*Work to be completed*
Scan the entries below for the word "level" and copy every line in which it occurs.

====

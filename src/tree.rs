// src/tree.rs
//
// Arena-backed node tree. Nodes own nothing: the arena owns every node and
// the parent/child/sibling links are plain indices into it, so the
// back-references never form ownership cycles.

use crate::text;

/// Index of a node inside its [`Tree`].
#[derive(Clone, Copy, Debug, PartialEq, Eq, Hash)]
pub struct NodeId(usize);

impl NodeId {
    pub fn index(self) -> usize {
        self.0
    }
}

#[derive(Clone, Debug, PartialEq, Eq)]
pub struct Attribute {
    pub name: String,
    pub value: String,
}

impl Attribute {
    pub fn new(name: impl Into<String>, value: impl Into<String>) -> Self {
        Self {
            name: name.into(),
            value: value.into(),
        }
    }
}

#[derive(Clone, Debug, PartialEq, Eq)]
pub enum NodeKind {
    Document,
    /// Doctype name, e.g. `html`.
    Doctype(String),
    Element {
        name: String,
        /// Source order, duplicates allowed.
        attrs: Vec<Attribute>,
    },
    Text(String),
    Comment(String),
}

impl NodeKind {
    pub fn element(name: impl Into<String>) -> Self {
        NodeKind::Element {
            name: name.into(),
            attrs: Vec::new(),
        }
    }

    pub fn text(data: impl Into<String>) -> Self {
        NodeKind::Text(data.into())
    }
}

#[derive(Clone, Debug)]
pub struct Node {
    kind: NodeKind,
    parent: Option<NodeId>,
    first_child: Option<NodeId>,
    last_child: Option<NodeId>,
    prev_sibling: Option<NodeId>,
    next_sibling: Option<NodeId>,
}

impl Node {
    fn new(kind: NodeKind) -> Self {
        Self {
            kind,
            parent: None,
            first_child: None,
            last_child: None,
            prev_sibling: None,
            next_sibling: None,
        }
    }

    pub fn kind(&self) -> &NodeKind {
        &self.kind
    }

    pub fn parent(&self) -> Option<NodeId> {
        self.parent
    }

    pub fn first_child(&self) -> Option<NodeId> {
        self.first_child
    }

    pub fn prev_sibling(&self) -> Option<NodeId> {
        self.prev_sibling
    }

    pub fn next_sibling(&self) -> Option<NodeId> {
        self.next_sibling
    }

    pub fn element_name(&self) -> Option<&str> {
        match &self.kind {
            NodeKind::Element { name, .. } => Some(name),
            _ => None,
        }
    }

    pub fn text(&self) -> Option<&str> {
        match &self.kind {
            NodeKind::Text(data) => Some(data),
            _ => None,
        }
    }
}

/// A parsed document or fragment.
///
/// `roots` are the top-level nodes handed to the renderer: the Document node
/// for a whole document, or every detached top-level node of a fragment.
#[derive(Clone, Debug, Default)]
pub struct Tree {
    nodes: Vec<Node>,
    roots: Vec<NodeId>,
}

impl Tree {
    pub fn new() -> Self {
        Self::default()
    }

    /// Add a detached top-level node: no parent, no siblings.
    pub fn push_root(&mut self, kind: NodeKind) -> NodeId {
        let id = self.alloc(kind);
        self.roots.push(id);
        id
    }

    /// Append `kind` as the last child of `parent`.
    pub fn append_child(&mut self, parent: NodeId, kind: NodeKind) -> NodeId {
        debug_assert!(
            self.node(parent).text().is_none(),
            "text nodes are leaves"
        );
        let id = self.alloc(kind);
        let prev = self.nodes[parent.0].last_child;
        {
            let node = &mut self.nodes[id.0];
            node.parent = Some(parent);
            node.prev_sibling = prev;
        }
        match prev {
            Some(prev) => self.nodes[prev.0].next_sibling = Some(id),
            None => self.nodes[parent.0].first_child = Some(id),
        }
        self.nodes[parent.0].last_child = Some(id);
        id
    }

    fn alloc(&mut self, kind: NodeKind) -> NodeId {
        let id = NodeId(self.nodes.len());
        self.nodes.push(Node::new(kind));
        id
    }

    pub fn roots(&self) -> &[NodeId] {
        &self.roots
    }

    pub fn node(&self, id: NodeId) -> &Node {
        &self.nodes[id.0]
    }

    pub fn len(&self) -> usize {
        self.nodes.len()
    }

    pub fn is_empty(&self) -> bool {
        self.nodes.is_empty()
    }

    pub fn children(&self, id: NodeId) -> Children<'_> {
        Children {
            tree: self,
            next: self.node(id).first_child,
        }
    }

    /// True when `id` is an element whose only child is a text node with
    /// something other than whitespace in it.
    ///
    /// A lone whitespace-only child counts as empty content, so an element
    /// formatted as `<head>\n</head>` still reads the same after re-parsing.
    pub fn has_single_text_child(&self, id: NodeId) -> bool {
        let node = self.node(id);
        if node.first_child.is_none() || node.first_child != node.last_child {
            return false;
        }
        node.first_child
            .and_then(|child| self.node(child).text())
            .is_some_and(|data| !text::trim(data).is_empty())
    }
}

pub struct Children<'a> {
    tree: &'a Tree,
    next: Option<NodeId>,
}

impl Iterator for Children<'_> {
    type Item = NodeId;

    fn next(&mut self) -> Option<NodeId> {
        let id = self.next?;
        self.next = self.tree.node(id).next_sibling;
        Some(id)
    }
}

====

*Exercise output*
/// `roots` are the top-level nodes handed to the renderer: the Document node
/// for a whole document, or every detached top-level node of a fragment.
    /// Add a detached top-level node: no parent, no siblings.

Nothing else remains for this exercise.